Does anyone here understand this or have a reference?
David
This has piqued my interest, it's very educational to try to understand the difficult cases.
What I can find is mostly related to optical filters and not easily applicable to analog speaker crossovers.
I can see how it would work as a FIR filter in DSP, but not how to translate this.
The Gaussian is not a rational function and I don't see how to determine the poles to make an approximation.
I suspect the filter coefficients should be symmetrical for any order, as also true for L/R.
I think that in the second order case, the Gaussian filter reduces to a Linkwitz/Riley.
I don't know about the fourth order.
Does anyone here understand this or have a reference?
David
Are you using a Gaussian filter as your crossover or for testing your audio circuit? Usually the Gaussian filter will not have a very wide bandwidth, even across the audio frequencies. I imagine Self was trying to explain how a Gaussian filter could be used to test an impulse response, as the sharper or more narrow the curve, the more "harsh" the sound will be.
I haven't seen Gaussian used as a frequency filter. Gaussian is usually used in the context of a time window or, as you say, is popular in imaging as a smooth blurring function.
Certainly an FIR filter following the Gaussian shape can be defined. An IIR filter could be made (as with any FIR filter) by using the FIR coefficients on the feed forward side and nothing on the feedback side. Otherwise you are into the usual curve fitting approaches to get an approximation in, say, second order sections.

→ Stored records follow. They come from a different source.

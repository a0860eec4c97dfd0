//! # 连接池配置构建器模块
//!
//! 提供连接池配置的构建器实现，支持链式调用和严格验证

use crate::error::AsyncSqlError;
use crate::types::*;
use rat_logger::info;

/// 连接池配置构建器
///
/// 严格要求所有配置项必须显式设置，严禁使用默认值
#[derive(Debug, Default)]
pub struct PoolConfigBuilder {
    connections: Option<usize>,
    workers: Option<usize>,
    io_threads: Option<usize>,
}

impl PoolConfig {
    /// 创建连接池配置构建器
    pub fn builder() -> PoolConfigBuilder {
        PoolConfigBuilder::new()
    }

    /// 验证配置的合理性
    pub fn validate(&self) -> Result<(), AsyncSqlError> {
        if self.connections == 0 {
            return Err(crate::async_sql_error!(config, "连接数不能为零"));
        }
        if self.workers == 0 {
            return Err(crate::async_sql_error!(config, "工作线程数不能为零"));
        }
        if self.io_threads == 0 {
            return Err(crate::async_sql_error!(config, "I/O线程数不能为零"));
        }
        Ok(())
    }
}

impl PoolConfigBuilder {
    /// 创建新的构建器
    pub fn new() -> Self {
        Self::default()
    }

    /// 设置池内连接数
    ///
    /// # 参数
    ///
    /// * `connections` - 初始化时建立的连接数，运行期间固定
    pub fn connections(mut self, connections: usize) -> Self {
        self.connections = Some(connections);
        self
    }

    /// 设置工作线程数
    ///
    /// # 参数
    ///
    /// * `workers` - 工作线程数
    pub fn workers(mut self, workers: usize) -> Self {
        self.workers = Some(workers);
        self
    }

    /// 设置 runtime I/O 线程数
    ///
    /// # 参数
    ///
    /// * `io_threads` - 驱动网络 I/O 的线程数
    pub fn io_threads(mut self, io_threads: usize) -> Self {
        self.io_threads = Some(io_threads);
        self
    }

    /// 构建连接池配置
    ///
    /// # 错误
    ///
    /// 如果任何必需的配置项未设置或为零，将返回错误
    pub fn build(self) -> Result<PoolConfig, AsyncSqlError> {
        let connections = self
            .connections
            .ok_or_else(|| crate::async_sql_error!(config, "连接数必须设置"))?;

        let workers = self
            .workers
            .ok_or_else(|| crate::async_sql_error!(config, "工作线程数必须设置"))?;

        let io_threads = self
            .io_threads
            .ok_or_else(|| crate::async_sql_error!(config, "I/O线程数必须设置"))?;

        let config = PoolConfig {
            connections,
            workers,
            io_threads,
        };
        config.validate()?;

        info!(
            "创建连接池配置: 连接数={}, 工作线程数={}, I/O线程数={}",
            connections, workers, io_threads
        );

        Ok(config)
    }
}

#[cfg(test)]
mod tests {
    use super::*;

    #[test]
    fn test_all_fields_required() {
        let err = PoolConfig::builder().connections(4).workers(2).build();
        assert!(matches!(err, Err(AsyncSqlError::ConfigError { .. })));
    }

    #[test]
    fn test_zero_rejected() {
        let err = PoolConfig::builder()
            .connections(0)
            .workers(2)
            .io_threads(1)
            .build();
        assert!(err.is_err());
    }

    #[test]
    fn test_build_ok() {
        let config = PoolConfig::builder()
            .connections(6)
            .workers(2)
            .io_threads(1)
            .build()
            .unwrap();
        assert_eq!(config.connections, 6);
        assert_eq!(config.workers, 2);
    }
}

The typical Gaussian shape would represent a low pass filter. I'm not sure what the high pass counterpart would be.
Viewed as a time window, the wiki page was pretty good and gave a lot of frequency response equivalents of the standard time windows.
Window function - Wikipedia, the free encyclopedia
The Fourier Transform of a Gaussian window is another Gaussian, but they show the log magnitude FFT so you can see the side lobes.
It all sounds a bit like Bessel filters which people get excited about from time to time.
Good Luck,
David S.
Certainly an FIR filter following the Gaussian shape can be defined. An IIR filter could be made (as with any FIR filter) by using the FIR coefficients on the feed forward side and nothing on the feedback side. Otherwise you are into the usual curve fitting approaches to get an approximation in, say, second order sections.
The typical Gaussian shape would represent a low pass filter. I'm not sure what the high pass counterpart would be.
Viewed as a time window, the wiki page was pretty good and gave a lot of frequency response equivalents of the standard time windows.
Window function - Wikipedia, the free encyclopedia
The Fourier Transform of a Gaussian window is another Gaussian, but they show the log magnitude FFT so you can see the side lobes.
It all sounds a bit like Bessel filters which people get excited about from time to time.
Good Luck,
David S.
Just curious, you don't seem to be too excited of Bessel? Would you care to explain🙂 I have the option to try L/R, Butterworth and Bessel in my DSP. I get different results of course, but can't say the other one is better?! It all depends on where and how it's implemented, or?
Peter
Nothing wrong with Bessel filters. The low pass is inherently linear phase or constant group delay. The high pass is not, so the combination isn't much better than other options.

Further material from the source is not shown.